The Church of Jesus Christ of Latter-day Saints (often mistakenly called the “Mormon Church”) organizes its congregations geographically. Members don’t choose which meetings to attend by the popularity of a pastor (the Church of Jesus Christ has no paid clergy), or the attractiveness of a building (LDS meetinghouses are attractive, but plain), or the style of worship (everything in the Church is correlated, so the same doctrine is taught with the same emphases in every location). Instead, Latter-day Saints attend the congregation assigned to their location. A few people meeting together is called a “group.” A small congregation is called a “branch.” And where there are hundreds of Latter-day Saints fairly close to each other, the congregation forms a “ward,” with a lay bishop at its head.

When the gospel of Jesus Christ is first taught by missionaries in a new area, this is the way it goes. Eight to ten wards and branches are called a “stake,” administered by a stake president and other lay administrators. When an area has two stakes, it can begin to look forward to having its own Mormon temple in its midst. Such is the situation in Mongolia, where the Church of Jesus Christ has only had a presence for around twenty years, but where a strong stake has taken root. [1]

In 1984 Monte J. Brough, a General Authority of the Church of Jesus Christ, made a trip to Mongolia to do some hunting. He loved the country and its people and wished the gospel of Jesus Christ could be preached there.

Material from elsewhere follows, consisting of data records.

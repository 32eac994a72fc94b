// This Source Code Form is subject to the terms of the Mozilla Public
// License, v. 2.0. If a copy of the MPL was not distributed with this
// file, You can obtain one at http://mozilla.org/MPL/2.0/.

//! Projection and loss functions for multi-view point cloud learning.
//!
//! Predicted point clouds are rendered into 16 bits depth images with a z-buffer,
//! and ground truth depth images are lifted back into point clouds.
//! Losses built on top of those transforms compare them with a point set distance:
//!
//! * [`front_loss`](crate::core::loss::front::front_loss): visible part of a prediction
//!   against the ground truth depth of the same view.
//! * [`consistency_loss`](crate::core::loss::consistency::consistency_loss):
//!   predictions of the same object seen from two views.
//! * [`diversity_loss`](crate::core::loss::diversity::diversity_loss):
//!   outputs sampled from different latent codes.

#![warn(missing_docs)]

pub mod core;
pub mod math;
pub mod misc;
// This Source Code Form is subject to the terms of the Mozilla Public
// License, v. 2.0. If a copy of the MPL was not distributed with this
// file, You can obtain one at http://mozilla.org/MPL/2.0/.

//! Math modules that are not specific to cameras or depth images.

pub mod pairs;
pub mod point_set;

He returned to Mongolia in 1992, this time as a member of the Asia Area Presidency, to explore the possibility of the church offering humanitarian aid to the country. After months of negotiation, the church was permitted to send six missionary couples to teach the gospel and assist in the country's higher education fund. [2]
Mongolia Mormons

Mongolia is the most sparsely populated country in the world. It suffers terrible extremes in weather. Nearly half its citizens live in the capital, Ulan Bator. Ninety-five percent of the population are Mongols, and about that many follow Tibetan Buddhism as their faith. It took many years during the first half of the twentieth century for Mongolia to win its independence from China and establish itself as a nation. Pretty much following the political winds of the Soviet Union, Mongolia saw its own Democratic Revolution in early 1990, which led to a multi-party system, a new constitution in 1992, and transition to a market economy (Wikipedia). It was in 1992 that the LDS Church began its humanitarian aid and was able to bring in a handful of senior missionary couples.

The first sacrament meeting was conducted in 1992 in the apartment of lead missionary couple Kenneth and Donna Beesley. The first two converts—Lamjav Purevsuren and Tsendkhuu Bat-Ulzii—were baptized February 6, 1993. Six months later, the first six elder missionaries arrived (in matching winter gear) prepared to teach English and share the gospel with inquiring Mongolians. That same year, Elder Neal A. Maxwell visited the country, dedicated the land for missionary work, and hosted a reception in which 50 government officials attended. In 1994, the Church was officially registered with the Mongolian government. One year later, the first mission—the Mongolia Ulaanbaatar Mission—officially opened, and a year after that, the first four sister missionaries arrived. In 2001, the Book of Mormon was translated into Mongolian and distributed among the Saints. In 2009, the first Mongolian stake was organized. And last year, the ten thousandth member was baptized.
“I believe our Church is the largest Christian organization in Mongolia,” says Allen Andersen, a former member of the Seventy and Mongolia’s mission president from 2007–2008. “There are not many countries where the Church can make such a claim.”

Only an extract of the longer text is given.